//! A CHIP-8 virtual machine core.
//!
//! The crate owns the fetch/decode/execute loop and the machine state it
//! mutates: 4KB of memory, sixteen registers, the call stack, both
//! countdown timers, the keypad flags, and the 64x32 framebuffer.
//! Everything with a screen, speaker, keyboard, or filesystem lives on the
//! host side of the API.
//!
//! The host drives the machine at its own cadence and polls state back out:
//!
//! ```no_run
//! use chipvm::{Emulator, EngineState};
//!
//! let rom = std::fs::read("game.ch8").unwrap();
//! let mut emu = Emulator::new();
//! emu.load_program(&rom).unwrap();
//! // once per 60Hz frame: run a slice of cycles, tick, present
//! loop {
//!     if let EngineState::Halted(reason) = emu.run_cycles(12) {
//!         eprintln!("halted: {reason:?}");
//!         break;
//!     }
//!     emu.tick_timers();
//!     if let Some(frame) = emu.frame() {
//!         let _pixels = frame.pixels(); // blit these
//!     }
//!     if emu.sound_pending() {
//!         // play one tone
//!     }
//!     // deliver emu.key_down(..) / emu.key_up(..) events here
//! }
//! ```

pub use decode::OpCode;
pub use display::{FrameBuffer, HEIGHT, WIDTH};
pub use emulator::{Emulator, EngineState, HaltReason};
pub use error::VmError;

mod decode;
mod display;
mod emulator;
mod error;
mod keyboard;
mod memory;
mod registers;
mod timer;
* * *
### What to work on
Recopy the entries above in their entirety, exactly.

### Result
//! A CHIP-8 virtual machine core.
//!
//! The crate owns the fetch/decode/execute loop and the machine state it
//! mutates: 4KB of memory, sixteen registers, the call stack, both
//! countdown timers, the keypad flags, and the 64x32 framebuffer.
//! Everything with a screen, speaker, keyboard, or filesystem lives on the
//! host side of the API.
//!
//! The host drives the machine at its own cadence and polls state back out:
//!
//! ```no_run
//! use chipvm::{Emulator, EngineState};
//!
//! let rom = std::fs::read("game.ch8").unwrap();
//! let mut emu = Emulator::new();
//! emu.load_program(&rom).unwrap();
//! // once per 60Hz frame: run a slice of cycles, tick, present
//! loop {
//!     if let EngineState::Halted(reason) = emu.run_cycles(12) {
//!         eprintln!("halted: {reason:?}");
//!         break;
//!     }
//!     emu.tick_timers();
//!     if let Some(frame) = emu.frame() {
//!         let _pixels = frame.pixels(); // blit these
//!     }
//!     if emu.sound_pending() {
//!         // play one tone
//!     }
//!     // deliver emu.key_down(..) / emu.key_up(..) events here
//! }
//! ```

pub use decode::OpCode;
pub use display::{FrameBuffer, HEIGHT, WIDTH};
pub use emulator::{Emulator, EngineState, HaltReason};
pub use error::VmError;

mod decode;
mod display;
mod emulator;
mod error;
mod keyboard;
mod memory;
mod registers;
mod timer;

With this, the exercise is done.